Then she shouted down—

'Sister! Sister! come to me,
And I will show thee what I've got for thee.'

So she came, and she gave her a pair of boots.

Then she shouted down—

'Mother! Mother! come to me,
And I will show thee what I've got for thee.'

The mother, who thought the others had got such nice things, put her head right up the chimney, when the big block of marble came down and killed her.

Then Orange came down and lived with her father and Lemon happily ever after."
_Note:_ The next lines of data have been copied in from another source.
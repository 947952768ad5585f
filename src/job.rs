use super::*;

/// A signed-off unit of work distributed to miners. Job ids are allocated by
/// the factory ([`jobs::Jobs`]); jobs are retained for a bounded window so
/// late submissions against an older `previousblockhash` can still be
/// validated.
#[derive(Debug)]
pub struct Job {
    pub job_id: JobId,
    pub prev_hash: PrevHash,
    pub coinbase1: String,
    pub coinbase2: String,
    pub merkle_branch: Vec<MerkleNode>,
    pub version: Version,
    pub nbits: Nbits,
    pub ntime: Ntime,
    pub height: u64,
    pub network_target: Target,
    pub clean_jobs: bool,
    /// Non-coinbase transactions included in the template, in template order,
    /// kept so a found block can be reassembled without holding onto the
    /// original template.
    pub transactions: Vec<Transaction>,
    submissions: Mutex<HashSet<(Extranonce, Extranonce, Ntime, Nonce)>>,
}

impl Job {
    pub fn build(
        template: &BlockTemplate,
        pool_address: &Address,
        pool_sig: &str,
        extranonce1: Extranonce,
        extranonce2_size: usize,
        job_id: JobId,
        clean_jobs: bool,
    ) -> Result<Self> {
        let mut builder = CoinbaseBuilder::new(
            pool_address.clone(),
            extranonce1,
            extranonce2_size,
            template.height,
            template.coinbase_value,
        )
        .with_pool_sig(pool_sig.to_string());

        if !template.default_witness_commitment.is_empty() {
            builder =
                builder.with_witness_commitment(template.default_witness_commitment.clone());
        }

        let (_coinbase_tx, coinbase1, coinbase2) = builder.build()?;

        let txids: Vec<Txid> = template
            .transactions
            .iter()
            .map(|tx| tx.txid)
            .collect();

        let merkle_branch = merkle_branches(txids);

        let network_target = Target::from_compact(template.bits.to_compact());

        Ok(Self {
            job_id,
            prev_hash: PrevHash::from(template.previous_block_hash),
            coinbase1,
            coinbase2,
            merkle_branch,
            version: template.version,
            nbits: template.bits,
            ntime: template.current_time,
            height: template.height,
            network_target,
            clean_jobs,
            transactions: template
                .transactions
                .iter()
                .map(|tx| tx.transaction.clone())
                .collect(),
            submissions: Mutex::new(HashSet::new()),
        })
    }

    pub fn notify(&self) -> Notify {
        Notify {
            job_id: self.job_id.to_string(),
            prevhash: self.prev_hash,
            coinb1: self.coinbase1.clone(),
            coinb2: self.coinbase2.clone(),
            merkle_branches: self
                .merkle_branch
                .iter()
                .map(|node| TxMerkleNode::from(*node))
                .collect(),
            version: self.version,
            nbits: self.nbits,
            ntime: self.ntime,
            clean_jobs: self.clean_jobs,
        }
    }

    /// Records a submission tuple, returning `true` if this is the first time
    /// it has been seen for this job (i.e. the share should proceed).
    pub fn record_submission(
        &self,
        extranonce1: Extranonce,
        extranonce2: Extranonce,
        ntime: Ntime,
        nonce: Nonce,
    ) -> bool {
        self.submissions
            .lock()
            .insert((extranonce1, extranonce2, ntime, nonce))
    }
}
Cf. The story of the child that was murdered at Lincoln by a Jewess. See a fragment of it quoted in Halliwell, Nursery Rhymes, p. 276[84]. Shouting down the chimney occurs in several Lapp stories; also in the Finnish stories of the "Wonderful Birch" and "The Girl who seeks her Brothers," where songs somewhat like the above-mentioned occur. Also Cf. Vernaleken, "Moriandle and Sugarkandle," and Naake, Slavonic Tales, "Story of the little Simpleton." A story of a somewhat similar kind is current in Sweden. See Hofberg. Svsnska Folksägner, "Mylingen"[85] and Hyltén-Cavallius Värend och Virdarne, ii. p. 1.

Also Grimm, vol. i. "The Juniper Tree" and notes, and ib. "The Brother and Sister" and notes; ib. vol. ii. "The Lambkin and the Little Fish," and notes.